WORK REQUEST: Each record must be reproduced exactly as it is shown.

##### EXERCISE INPUT #####

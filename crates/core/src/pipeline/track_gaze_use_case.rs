use std::sync::atomic::{AtomicBool, Ordering};
use std::sync::Arc;
use std::time::Instant;

use crate::gaze::domain::gaze_classifier::GazeClassifier;
use crate::gaze::domain::gaze_quadrant::GazeQuadrant;
use crate::gaze::domain::quadrant_publisher::{QuadrantPublisher, QuadrantUpdate};
use crate::landmarking::domain::face_landmarker::FaceLandmarker;
use crate::landmarking::domain::landmarker_options::RunningMode;
use crate::landmarking::domain::landmarker_result::LandmarkerResult;
use crate::pipeline::pipeline_logger::PipelineLogger;
use crate::rendering::blend_shape_list::BlendShapeListRenderer;
use crate::rendering::face_mesh_overlay::{draw_face_mesh, LandmarkDrawer};
use crate::shared::constants::DEFAULT_DISPLAY_WIDTH;
use crate::shared::video_metadata::{display_size, VideoMetadata};
use crate::video::domain::frame_source::FrameSource;

/// Sink for the rendered blend-shape list of each frame.
pub type BlendShapeSink = Box<dyn FnMut(&str) + Send>;

pub struct TrackGazeConfig {
    pub display_width: u32,
    /// Stop after this many frames.
    pub max_frames: Option<usize>,
    /// Cleared to stop the loop (the "disable webcam" toggle).
    pub running: Arc<AtomicBool>,
    pub on_blend_shapes: Option<BlendShapeSink>,
}

impl Default for TrackGazeConfig {
    fn default() -> Self {
        Self {
            display_width: DEFAULT_DISPLAY_WIDTH,
            max_frames: None,
            running: Arc::new(AtomicBool::new(true)),
            on_blend_shapes: None,
        }
    }
}

#[derive(Clone, Debug, Default, PartialEq)]
pub struct TrackingSummary {
    pub frames: usize,
    pub inferences: usize,
    /// Frames whose video time had not advanced, so the cached result was reused.
    pub skipped_inferences: usize,
    pub classification_failures: usize,
    /// Indexed by quadrant code - 1.
    pub quadrant_counts: [usize; 4],
    pub last_quadrant: Option<GazeQuadrant>,
}

impl TrackingSummary {
    fn record(&mut self, quadrant: GazeQuadrant) {
        self.quadrant_counts[(quadrant.code() - 1) as usize] += 1;
        self.last_quadrant = Some(quadrant);
    }

    pub fn classified(&self) -> usize {
        self.quadrant_counts.iter().sum()
    }
}

/// Per-frame loop: run inference when the video has advanced, classify the
/// first face's gaze, publish it, and draw the overlay.
///
/// Single-threaded; classification runs synchronously inside the loop.
/// Landmarker and source errors abort the run. Classification errors only
/// skip publishing for that frame.
pub struct TrackGazeUseCase {
    source: Box<dyn FrameSource>,
    landmarker: Box<dyn FaceLandmarker>,
    classifier: Box<dyn GazeClassifier>,
    publisher: Box<dyn QuadrantPublisher>,
    drawer: Option<Box<dyn LandmarkDrawer>>,
    logger: Box<dyn PipelineLogger>,
    renderer: BlendShapeListRenderer,
    config: TrackGazeConfig,
}

impl TrackGazeUseCase {
    pub fn new(
        source: Box<dyn FrameSource>,
        landmarker: Box<dyn FaceLandmarker>,
        classifier: Box<dyn GazeClassifier>,
        publisher: Box<dyn QuadrantPublisher>,
        logger: Box<dyn PipelineLogger>,
        config: TrackGazeConfig,
    ) -> Self {
        Self {
            source,
            landmarker,
            classifier,
            publisher,
            drawer: None,
            logger,
            renderer: BlendShapeListRenderer::default(),
            config,
        }
    }

    pub fn with_drawer(mut self, drawer: Box<dyn LandmarkDrawer>) -> Self {
        self.drawer = Some(drawer);
        self
    }

    /// Runs the loop to completion. The source is closed and the summary
    /// emitted whether or not the run fails.
    pub fn execute(
        &mut self,
        metadata: &VideoMetadata,
    ) -> Result<TrackingSummary, Box<dyn std::error::Error>> {
        let result = self.run_frames(metadata);
        self.source.close();
        self.logger.summary();
        result
    }

    fn run_frames(
        &mut self,
        metadata: &VideoMetadata,
    ) -> Result<TrackingSummary, Box<dyn std::error::Error>> {
        if self.landmarker.running_mode() == RunningMode::Image {
            self.landmarker.set_running_mode(RunningMode::Video)?;
        }

        let start = Instant::now();
        let total = metadata.total_frames;
        let mut summary = TrackingSummary::default();
        let mut last_video_time: Option<f64> = None;
        let mut results = LandmarkerResult::default();
        let mut display: Option<(u32, u32)> = None;

        for frame_result in self.source.frames() {
            if !self.config.running.load(Ordering::Relaxed) {
                self.logger.info("Gaze tracking stopped");
                break;
            }
            if self.config.max_frames.is_some_and(|max| summary.frames >= max) {
                break;
            }
            let frame = frame_result?;
            summary.frames += 1;

            let size = display_size(frame.width(), frame.height(), self.config.display_width);
            if display != Some(size) {
                log::debug!(
                    "Display {}x{} for {}x{} source",
                    size.0,
                    size.1,
                    frame.width(),
                    frame.height()
                );
                display = Some(size);
            }

            if last_video_time != Some(frame.video_time()) {
                last_video_time = Some(frame.video_time());
                let t = Instant::now();
                let now_ms = start.elapsed().as_secs_f64() * 1000.0;
                results = self.landmarker.detect_for_video(&frame, now_ms)?;
                self.logger.timing("detect", elapsed_ms(t));
                summary.inferences += 1;
            } else {
                summary.skipped_inferences += 1;
            }

            if let Some(face) = results.first_face_blend_shapes() {
                let t = Instant::now();
                let outcome = self.classifier.classify(face);
                self.logger.timing("classify", elapsed_ms(t));
                match outcome {
                    Ok(quadrant) => {
                        summary.record(quadrant);
                        self.logger.quadrant(quadrant);
                        self.publisher.publish(QuadrantUpdate {
                            frame_index: frame.index(),
                            video_time: frame.video_time(),
                            quadrant,
                        });
                    }
                    Err(e) => {
                        summary.classification_failures += 1;
                        log::warn!("Frame {}: gaze classification failed: {e}", frame.index());
                    }
                }
            }

            if let Some(drawer) = self.drawer.as_mut() {
                for landmarks in &results.face_landmarks {
                    draw_face_mesh(&mut **drawer, landmarks);
                }
            }

            if let Some(sink) = self.config.on_blend_shapes.as_mut() {
                if let Some(text) = self.renderer.render(&results.face_blendshapes) {
                    sink(text.as_str());
                }
            }

            self.logger.metric("faces", results.face_count() as f64);
            self.logger.progress(summary.frames, total);
        }

        Ok(summary)
    }
}

fn elapsed_ms(since: Instant) -> f64 {
    since.elapsed().as_secs_f64() * 1000.0
}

#####

YOUR SOLUTION:
filename crates/core/src/pipeline/track_gaze_use_case.rs
use std::sync::atomic::{AtomicBool, Ordering};
use std::sync::Arc;
use std::time::Instant;

use crate::gaze::domain::gaze_classifier::GazeClassifier;
use crate::gaze::domain::gaze_quadrant::GazeQuadrant;
use crate::gaze::domain::quadrant_publisher::{QuadrantPublisher, QuadrantUpdate};
use crate::landmarking::domain::face_landmarker::FaceLandmarker;
use crate::landmarking::domain::landmarker_options::RunningMode;
use crate::landmarking::domain::landmarker_result::LandmarkerResult;
use crate::pipeline::pipeline_logger::PipelineLogger;
use crate::rendering::blend_shape_list::BlendShapeListRenderer;
use crate::rendering::face_mesh_overlay::{draw_face_mesh, LandmarkDrawer};
use crate::shared::constants::DEFAULT_DISPLAY_WIDTH;
use crate::shared::video_metadata::{display_size, VideoMetadata};
use crate::video::domain::frame_source::FrameSource;

/// Sink for the rendered blend-shape list of each frame.
pub type BlendShapeSink = Box<dyn FnMut(&str) + Send>;

pub struct TrackGazeConfig {
    pub display_width: u32,
    /// Stop after this many frames.
    pub max_frames: Option<usize>,
    /// Cleared to stop the loop (the "disable webcam" toggle).
    pub running: Arc<AtomicBool>,
    pub on_blend_shapes: Option<BlendShapeSink>,
}

impl Default for TrackGazeConfig {
    fn default() -> Self {
        Self {
            display_width: DEFAULT_DISPLAY_WIDTH,
            max_frames: None,
            running: Arc::new(AtomicBool::new(true)),
            on_blend_shapes: None,
        }
    }
}

#[derive(Clone, Debug, Default, PartialEq)]
pub struct TrackingSummary {
    pub frames: usize,
    pub inferences: usize,
    /// Frames whose video time had not advanced, so the cached result was reused.
    pub skipped_inferences: usize,
    pub classification_failures: usize,
    /// Indexed by quadrant code - 1.
    pub quadrant_counts: [usize; 4],
    pub last_quadrant: Option<GazeQuadrant>,
}

impl TrackingSummary {
    fn record(&mut self, quadrant: GazeQuadrant) {
        self.quadrant_counts[(quadrant.code() - 1) as usize] += 1;
        self.last_quadrant = Some(quadrant);
    }

    pub fn classified(&self) -> usize {
        self.quadrant_counts.iter().sum()
    }
}

/// Per-frame loop: run inference when the video has advanced, classify the
/// first face's gaze, publish it, and draw the overlay.
///
/// Single-threaded; classification runs synchronously inside the loop.
/// Landmarker and source errors abort the run. Classification errors only
/// skip publishing for that frame.
pub struct TrackGazeUseCase {
    source: Box<dyn FrameSource>,
    landmarker: Box<dyn FaceLandmarker>,
    classifier: Box<dyn GazeClassifier>,
    publisher: Box<dyn QuadrantPublisher>,
    drawer: Option<Box<dyn LandmarkDrawer>>,
    logger: Box<dyn PipelineLogger>,
    renderer: BlendShapeListRenderer,
    config: TrackGazeConfig,
}

impl TrackGazeUseCase {
    pub fn new(
        source: Box<dyn FrameSource>,
        landmarker: Box<dyn FaceLandmarker>,
        classifier: Box<dyn GazeClassifier>,
        publisher: Box<dyn QuadrantPublisher>,
        logger: Box<dyn PipelineLogger>,
        config: TrackGazeConfig,
    ) -> Self {
        Self {
            source,
            landmarker,
            classifier,
            publisher,
            drawer: None,
            logger,
            renderer: BlendShapeListRenderer::default(),
            config,
        }
    }

    pub fn with_drawer(mut self, drawer: Box<dyn LandmarkDrawer>) -> Self {
        self.drawer = Some(drawer);
        self
    }

    /// Runs the loop to completion. The source is closed and the summary
    /// emitted whether or not the run fails.
    pub fn execute(
        &mut self,
        metadata: &VideoMetadata,
    ) -> Result<TrackingSummary, Box<dyn std::error::Error>> {
        let result = self.run_frames(metadata);
        self.source.close();
        self.logger.summary();
        result
    }

    fn run_frames(
        &mut self,
        metadata: &VideoMetadata,
    ) -> Result<TrackingSummary, Box<dyn std::error::Error>> {
        if self.landmarker.running_mode() == RunningMode::Image {
            self.landmarker.set_running_mode(RunningMode::Video)?;
        }

        let start = Instant::now();
        let total = metadata.total_frames;
        let mut summary = TrackingSummary::default();
        let mut last_video_time: Option<f64> = None;
        let mut results = LandmarkerResult::default();
        let mut display: Option<(u32, u32)> = None;

        for frame_result in self.source.frames() {
            if !self.config.running.load(Ordering::Relaxed) {
                self.logger.info("Gaze tracking stopped");
                break;
            }
            if self.config.max_frames.is_some_and(|max| summary.frames >= max) {
                break;
            }
            let frame = frame_result?;
            summary.frames += 1;

            let size = display_size(frame.width(), frame.height(), self.config.display_width);
            if display != Some(size) {
                log::debug!(
                    "Display {}x{} for {}x{} source",
                    size.0,
                    size.1,
                    frame.width(),
                    frame.height()
                );
                display = Some(size);
            }

            if last_video_time != Some(frame.video_time()) {
                last_video_time = Some(frame.video_time());
                let t = Instant::now();
                let now_ms = start.elapsed().as_secs_f64() * 1000.0;
                results = self.landmarker.detect_for_video(&frame, now_ms)?;
                self.logger.timing("detect", elapsed_ms(t));
                summary.inferences += 1;
            } else {
                summary.skipped_inferences += 1;
            }

            if let Some(face) = results.first_face_blend_shapes() {
                let t = Instant::now();
                let outcome = self.classifier.classify(face);
                self.logger.timing("classify", elapsed_ms(t));
                match outcome {
                    Ok(quadrant) => {
                        summary.record(quadrant);
                        self.logger.quadrant(quadrant);
                        self.publisher.publish(QuadrantUpdate {
                            frame_index: frame.index(),
                            video_time: frame.video_time(),
                            quadrant,
                        });
                    }
                    Err(e) => {
                        summary.classification_failures += 1;
                        log::warn!("Frame {}: gaze classification failed: {e}", frame.index());
                    }
                }
            }

            if let Some(drawer) = self.drawer.as_mut() {
                for landmarks in &results.face_landmarks {
                    draw_face_mesh(&mut **drawer, landmarks);
                }
            }

            if let Some(sink) = self.config.on_blend_shapes.as_mut() {
                if let Some(text) = self.renderer.render(&results.face_blendshapes) {
                    sink(text.as_str());
                }
            }

            self.logger.metric("faces", results.face_count() as f64);
            self.logger.progress(summary.frames, total);
        }

        Ok(summary)
    }
}

fn elapsed_ms(since: Instant) -> f64 {
    since.elapsed().as_secs_f64() * 1000.0
}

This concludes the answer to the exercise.